Monday, October 26, 2009

Would you rather...



pay $120 for a last-minute plane ticket to Vegas to spend Halloween weekend with (almost) the whole fam, including the niece you've never met dressed up as a hot dog......


OR

stay home, keep your $120 but be baby-hot-dog-less?




Thursday, October 22, 2009

Thank you Bobbi.

Life is busy.

So busy that it is too easy to get caught up in everything you have to do, the errands you have to run, the papers you have to write, the books you have to read, the events you have to plan, the phonecalls you have to make. Any day can turn to madness as we scramble around trying to get it all done. Even if we have good intentions of serving those around us, sometimes that all gets lost in the chaos of "I HAVE SO MUCH TO DO!" I know I've been guilty of thinking only of myself. Sometimes you just allow yourself get to that point. And then, you meet someone like Bobbi Redick.
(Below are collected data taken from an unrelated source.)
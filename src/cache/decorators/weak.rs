//! Weak-reference retention that cooperates with the host reclaimer.

use crate::cache::backend::Cache;
use crate::cache::reference::{ReferenceQueue, WeakEntry};
use std::collections::VecDeque;
use std::hash::Hash;
use std::sync::Arc;
use tracing::trace;

pub const DEFAULT_PIN_COUNT: usize = 256;

/// Stores values behind weak handles so the host reclaimer can release them
/// once nobody else owns them.
///
/// A stored value stays available until a [`ReferenceQueue::collect`] pass
/// finds it unowned; callers dropping their copies does not evict anything.
/// The most recently retrieved live values are pinned in a bounded ring so a
/// reclaimer pass does not take them during a burst of reuse. Reclaimed keys
/// are dropped from the delegate whenever the notification queue is drained,
/// which happens at the start of `put`, `get`, `remove`, `size` and `clear`;
/// a lookup that finds a reclaimed handle removes it on the spot.
pub struct WeakCache<C, K, V> {
    delegate: C,
    pins: VecDeque<Arc<V>>,
    pin_count: usize,
    queue: ReferenceQueue<K, V>,
}

impl<C, K, V> WeakCache<C, K, V>
where
    C: Cache<K, WeakEntry<K, V>>,
    K: Eq + Hash + Clone,
{
    pub fn new(delegate: C) -> Self {
        Self::with_pin_count(delegate, DEFAULT_PIN_COUNT)
    }

    pub fn with_pin_count(delegate: C, pin_count: usize) -> Self {
        Self::with_queue(delegate, pin_count, ReferenceQueue::new())
    }

    /// Use an existing queue, e.g. one the host reclaimer already holds.
    pub fn with_queue(delegate: C, pin_count: usize, queue: ReferenceQueue<K, V>) -> Self {
        Self {
            delegate,
            pins: VecDeque::new(),
            pin_count,
            queue,
        }
    }

    pub fn pin_count(&self) -> usize {
        self.pin_count
    }

    /// Applies from the next successful `get` on.
    pub fn set_pin_count(&mut self, pin_count: usize) {
        self.pin_count = pin_count;
    }

    /// Values currently held strongly by the ring.
    pub fn pinned(&self) -> usize {
        self.pins.len()
    }

    /// Handle for the host reclaimer.
    pub fn reference_queue(&self) -> ReferenceQueue<K, V> {
        self.queue.clone()
    }

    pub fn delegate(&self) -> &C {
        &self.delegate
    }

    fn remove_reclaimed_items(&mut self) {
        let mut drained = 0usize;
        while let Some(key) = self.queue.poll() {
            self.delegate.remove(&key);
            drained += 1;
        }
        if drained > 0 {
            trace!(cache = %self.delegate.id(), reclaimed = drained, "dropped reclaimed entries");
        }
    }

    fn pin(&mut self, value: Arc<V>) {
        self.pins.push_front(value);
        if self.pins.len() > self.pin_count {
            self.pins.pop_back();
        }
    }
}

impl<C, K, V> Cache<K, Arc<V>> for WeakCache<C, K, V>
where
    C: Cache<K, WeakEntry<K, V>>,
    K: Eq + Hash + Clone,
{
    fn id(&self) -> &str {
        self.delegate.id()
    }

    fn size(&mut self) -> usize {
        self.remove_reclaimed_items();
        self.delegate.size()
    }

    fn put(&mut self, key: K, value: Arc<V>) {
        self.remove_reclaimed_items();
        let entry = self.queue.register(key.clone(), value);
        self.delegate.put(key, entry);
    }

    fn get(&mut self, key: &K) -> Option<Arc<V>> {
        self.remove_reclaimed_items();
        let entry = self.delegate.get(key)?;
        match entry.get() {
            Some(value) => {
                self.pin(Arc::clone(&value));
                Some(value)
            }
            None => {
                self.delegate.remove(key);
                None
            }
        }
    }

    fn remove(&mut self, key: &K) -> Option<Arc<V>> {
        self.remove_reclaimed_items();
        let value = self.delegate.remove(key).and_then(|entry| entry.get());
        self.queue.unregister(key);
        value
    }

    fn clear(&mut self) {
        self.pins.clear();
        self.remove_reclaimed_items();
        self.queue.clear();
        self.delegate.clear();
    }
}
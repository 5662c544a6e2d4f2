//! 查询结果缓存模块：语句指纹与可组合的淘汰策略装饰器。
//!
//! # Query Result Caching Module
//!
//! This module answers one question for the execution engine: do we already
//! have a result for this exact statement, parameter set and paging window?
//!
//! ## Key Components
//!
//! | Component | Description |
//! |-----------|-------------|
//! | [`CacheKey`] | Order-sensitive fingerprint used as the lookup key |
//! | [`QueryKeyBuilder`] | Builds a statement's fingerprint in a fixed order |
//! | [`Cache`] | Capability every store and decorator implements |
//! | [`MemoryCache`] | Unbounded in-memory base store |
//! | [`LruCache`] | Capacity-bounded least-recently-used eviction |
//! | [`WeakCache`] | Weak-reference retention with a pin ring |
//! | [`LoggingCache`] | Hit-ratio statistics |
//! | [`CacheBuilder`] | Assembles a chain from [`CacheConfig`] |
//!
//! ## Example
//!
//! ```rust
//! use sqlmap_cache::cache::{Cache, CacheBuilder, CacheKey, QueryKeyBuilder};
//! use std::sync::Arc;
//!
//! // Weak -> LRU -> base store
//! let mut cache = CacheBuilder::new("UserMapper")
//!     .lru(1024)
//!     .weak(256)
//!     .build::<CacheKey, Vec<String>>()
//!     .unwrap();
//!
//! let key = QueryKeyBuilder::new("UserMapper.selectByName")
//!     .with_sql("select name from users where name = ?")
//!     .with_param("ada")
//!     .build();
//!
//! let rows = Arc::new(vec!["ada".to_string()]);
//! if cache.get(&key).is_none() {
//!     cache.put(key.clone(), Arc::clone(&rows));
//! }
//! assert_eq!(cache.get(&key), Some(rows));
//! ```
//!
//! ## Decorator Order
//!
//! Decorators only see their own delegate. An LRU layer inside the weak
//! layer tracks puts and lookups of weak handles; outside it, it tracks
//! lookups of live values only, because a reclaimed value never reaches it.

mod backend;
mod builder;
mod config;
mod decorators;
mod key;
mod part;
mod query;
mod reference;

pub use backend::{Cache, MemoryCache};
pub use builder::{CacheBuilder, CacheChain};
pub use config::{CacheConfig, LayerConfig};
pub use decorators::{
    CacheStats, LoggingCache, LruCache, WeakCache, DEFAULT_LRU_CAPACITY, DEFAULT_PIN_COUNT,
};
pub use key::{CacheKey, NULL_CACHE_KEY};
pub use part::KeyPart;
pub use query::QueryKeyBuilder;
pub use reference::{ReferenceQueue, WeakEntry};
6 months ago, when I decided to become a teacher, I had just finished my fourth year of college. Yep, right about that time when most people decide to graduate, I decide to change my major. Smart, eh? It had been a rough road trying to decide what to do with my life, but after two years of considering this switch, something clicked and I FINALLY felt so calm about it. It just felt like the perfect fit, that feeling I'd been waiting for. So I went confidently to the education office and met with a counselor, Bobbi Redick, to make the switch. To my utter dismay, I discovered that you can't change to a teaching major if you have too many credit hours. Seeing as how I had finished what most people consider an entire college career, I WAY surpassed the maximum number of credits. Horrible news! This meant I was stuck. I had finally found my future and knew it was my real passion and knew it was what I REALLY wanted to do and I was stuck! Super bummed doesn't even begin to describe how I felt. Bobbi seemed genuinely sorry for me but said that was just the policy and she sent me on my way. Huge bummer. What do I do now?
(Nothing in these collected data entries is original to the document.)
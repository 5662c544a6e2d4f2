//! # sqlmap-cache
//!
//! SQL 映射执行引擎下的查询结果缓存层。
//!
//! Query-result cache layer for SQL-mapping execution engines.
//!
//! ## Overview
//!
//! Given a logical query identity (statement, bound parameters, paging
//! window), the engine builds a [`cache::CacheKey`], asks a decorator chain
//! whether a result already exists, and on a miss executes the statement and
//! stores the result through the same chain.
//!
//! ## Core Philosophy
//!
//! - **Exact Keys**: Fingerprints compare their full update history, never the hash alone
//! - **Reproducible**: Fingerprint hashes do not depend on process state
//! - **Composable**: Eviction policies are independent decorators over one capability
//! - **In-Process**: No I/O, no locking, no background work
//!
//! ## Quick Start
//!
//! ```rust
//! use sqlmap_cache::cache::{Cache, LruCache, MemoryCache, QueryKeyBuilder};
//!
//! let mut cache = LruCache::with_capacity(MemoryCache::new("OrderMapper"), 2);
//!
//! let key = QueryKeyBuilder::new("OrderMapper.selectRecent")
//!     .with_paging(0, 20)
//!     .with_sql("select * from orders order by created_at desc")
//!     .build();
//!
//! cache.put(key.clone(), vec![101u64, 102, 103]);
//! assert_eq!(cache.get(&key), Some(vec![101, 102, 103]));
//! ```
//!
//! ## Module Organization
//!
//! | Module | Description |
//! |--------|-------------|
//! | [`cache`] | Fingerprints, the cache capability, decorators and chain builder |
//! | [`error`] | Error types |

pub mod cache;

/// Result type alias for the library
pub type Result<T> = std::result::Result<T, Error>;

/// Error type for the library
pub mod error;
pub use error::{Error, ErrorContext};
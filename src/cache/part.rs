//! Structural values that can be folded into a [`CacheKey`](super::CacheKey).
//!
//! Hashing is reproducible across process runs: nothing here depends on a
//! randomly seeded hasher. Sequences hash elementwise and compare elementwise.

use serde::Serialize;
use std::fmt;
use std::hash::{Hash, Hasher};

const SEQUENCE_SEED: i32 = 1;
const SEQUENCE_MULTIPLIER: i32 = 31;
const NULL_ELEMENT_HASH: i32 = 0;
const TRUE_HASH: i32 = 1231;
const FALSE_HASH: i32 = 1237;

/// One contribution to a fingerprint: a statement id, a paging bound, or a
/// bound parameter value.
#[derive(Debug, Clone, Serialize)]
#[serde(rename_all = "snake_case")]
pub enum KeyPart {
    Null,
    Bool(bool),
    Int(i64),
    Float(f64),
    Str(String),
    Bytes(Vec<u8>),
    List(Vec<KeyPart>),
}

impl KeyPart {
    pub fn bytes(data: impl Into<Vec<u8>>) -> Self {
        KeyPart::Bytes(data.into())
    }

    pub fn is_null(&self) -> bool {
        matches!(self, KeyPart::Null)
    }

    /// Deterministic 32-bit structural hash.
    ///
    /// `Null` hashes to 0 here, which is its weight as a sequence element; a
    /// top-level null update uses 1 instead (see `CacheKey::update`).
    pub fn stable_hash(&self) -> i32 {
        match self {
            KeyPart::Null => NULL_ELEMENT_HASH,
            KeyPart::Bool(true) => TRUE_HASH,
            KeyPart::Bool(false) => FALSE_HASH,
            KeyPart::Int(v) => fold_wide(*v as u64),
            KeyPart::Float(v) => fold_wide(v.to_bits()),
            KeyPart::Str(s) => s.encode_utf16().fold(0i32, |h, unit| {
                h.wrapping_mul(SEQUENCE_MULTIPLIER).wrapping_add(unit as i32)
            }),
            KeyPart::Bytes(bytes) => bytes.iter().fold(SEQUENCE_SEED, |h, b| {
                h.wrapping_mul(SEQUENCE_MULTIPLIER).wrapping_add(*b as i8 as i32)
            }),
            KeyPart::List(items) => items.iter().fold(SEQUENCE_SEED, |h, item| {
                h.wrapping_mul(SEQUENCE_MULTIPLIER).wrapping_add(item.stable_hash())
            }),
        }
    }
}

fn fold_wide(bits: u64) -> i32 {
    (bits ^ (bits >> 32)) as i32
}

impl PartialEq for KeyPart {
    fn eq(&self, other: &Self) -> bool {
        match (self, other) {
            (KeyPart::Null, KeyPart::Null) => true,
            (KeyPart::Bool(a), KeyPart::Bool(b)) => a == b,
            (KeyPart::Int(a), KeyPart::Int(b)) => a == b,
            // bit equality: NaN matches NaN, 0.0 and -0.0 differ
            (KeyPart::Float(a), KeyPart::Float(b)) => a.to_bits() == b.to_bits(),
            (KeyPart::Str(a), KeyPart::Str(b)) => a == b,
            (KeyPart::Bytes(a), KeyPart::Bytes(b)) => a == b,
            (KeyPart::List(a), KeyPart::List(b)) => a == b,
            _ => false,
        }
    }
}

impl Eq for KeyPart {}

impl Hash for KeyPart {
    fn hash<H: Hasher>(&self, state: &mut H) {
        state.write_i32(self.stable_hash());
    }
}

impl fmt::Display for KeyPart {
    fn fmt(&self, f: &mut fmt::Formatter<'_>) -> fmt::Result {
        match self {
            KeyPart::Null => write!(f, "null"),
            KeyPart::Bool(v) => write!(f, "{}", v),
            KeyPart::Int(v) => write!(f, "{}", v),
            KeyPart::Float(v) => write!(f, "{}", v),
            KeyPart::Str(s) => write!(f, "{}", s),
            KeyPart::Bytes(bytes) => write_sequence(f, bytes.iter().map(|b| *b as i8)),
            KeyPart::List(items) => write_sequence(f, items.iter()),
        }
    }
}

fn write_sequence<T: fmt::Display>(
    f: &mut fmt::Formatter<'_>,
    items: impl Iterator<Item = T>,
) -> fmt::Result {
    write!(f, "[")?;
    for (i, item) in items.enumerate() {
        if i > 0 {
            write!(f, ", ")?;
        }
        write!(f, "{}", item)?;
    }
    write!(f, "]")
}

macro_rules! impl_from_int {
    ($($t:ty),*) => {
        $(impl From<$t> for KeyPart {
            fn from(v: $t) -> Self {
                KeyPart::Int(v as i64)
            }
        })*
    };
}

impl_from_int!(i8, i16, i32, i64, u8, u16, u32);

// values past i64::MAX keep their decimal text instead of wrapping
macro_rules! impl_from_wide_uint {
    ($($t:ty),*) => {
        $(impl From<$t> for KeyPart {
            fn from(v: $t) -> Self {
                match i64::try_from(v) {
                    Ok(n) => KeyPart::Int(n),
                    Err(_) => KeyPart::Str(v.to_string()),
                }
            }
        })*
    };
}

impl_from_wide_uint!(u64, usize);

impl From<bool> for KeyPart {
    fn from(v: bool) -> Self {
        KeyPart::Bool(v)
    }
}

impl From<f32> for KeyPart {
    fn from(v: f32) -> Self {
        KeyPart::Float(v as f64)
    }
}

impl From<f64> for KeyPart {
    fn from(v: f64) -> Self {
        KeyPart::Float(v)
    }
}

impl From<char> for KeyPart {
    fn from(v: char) -> Self {
        KeyPart::Str(v.to_string())
    }
}

impl From<&str> for KeyPart {
    fn from(v: &str) -> Self {
        KeyPart::Str(v.to_string())
    }
}

impl From<String> for KeyPart {
    fn from(v: String) -> Self {
        KeyPart::Str(v)
    }
}

impl<T: Into<KeyPart>> From<Option<T>> for KeyPart {
    fn from(v: Option<T>) -> Self {
        v.map(Into::into).unwrap_or(KeyPart::Null)
    }
}

impl<T: Into<KeyPart>> From<Vec<T>> for KeyPart {
    fn from(v: Vec<T>) -> Self {
        KeyPart::List(v.into_iter().map(Into::into).collect())
    }
}

impl From<serde_json::Value> for KeyPart {
    fn from(v: serde_json::Value) -> Self {
        use serde_json::Value;
        match v {
            Value::Null => KeyPart::Null,
            Value::Bool(b) => KeyPart::Bool(b),
            Value::Number(n) => match (n.as_i64(), n.as_u64()) {
                (Some(i), _) => KeyPart::Int(i),
                (None, Some(u)) => KeyPart::from(u),
                (None, None) => KeyPart::Float(n.as_f64().unwrap_or(f64::NAN)),
            },
            Value::String(s) => KeyPart::Str(s),
            Value::Array(items) => KeyPart::List(items.into_iter().map(KeyPart::from).collect()),
            // serde_json maps iterate in key order, so the pair list is deterministic
            Value::Object(map) => KeyPart::List(
                map.into_iter()
                    .map(|(k, v)| KeyPart::List(vec![KeyPart::Str(k), KeyPart::from(v)]))
                    .collect(),
            ),
        }
    }
}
The next day I got a phonecall from Bobbi asking me to come into her office ASAP. I jumped in my car and cruised to Provo. When I got there, I discovered that Bobbi, unbeknownst to me, had spent HOURS after I left her office the day before making phonecalls trying to figure out a way to help me become a teacher. She tried to find any loophole in this system she could and even discussed my situation in detail with the head of the History Teaching department. This woman meets with dozens of kids per day. She has piles and piles of paperwork to fill out. She has tons to worry about. And she had spent hours doing something that she did not have to do, just so that I, a complete stranger to her, could get into the major I wanted. And she did it. She found a way. Because of her, they let me change.

Since then I have applied and officially been accepted into the teaching program. I also observed a Jr. High history class and felt the confirmation over and over again that this is what I'm supposed to do. I'm on my way. And it's all because of her.

I thanked her over and over again that day for what she did for me. And her only answer was, "Don't thank me, thank the angels. They're the ones that made it possible." The truth is, I don't know if angel can be defined any better than someone like her.

I always meant to send Bobbi flowers to show her how much I appreciated what she'd done, but I never did. When I came back to school this fall, I went into the education office to see her and personally thank her again. However, when I asked for her, I was told she had passed away in a motorcycle accident a few weeks before. In shock, I went home that day and looked up her obituary online. Underneath it were dozens of comments given by family members, friends, and complete strangers like me. Every single one shared how Bobbi had gone the extra mile for them. She was one of those people that gave all she had to people around her, even strangers, and expected nothing in return. A real unsung hero.

This post is in honor of her and of people all around us who are just like her. And in the hope that we can all bring out the "bobbi" in ourselves. I hope to one day be that kind of person, that kind of friend, that kind of sister, that kind of stranger, to someone else.

So thanks Bobbi.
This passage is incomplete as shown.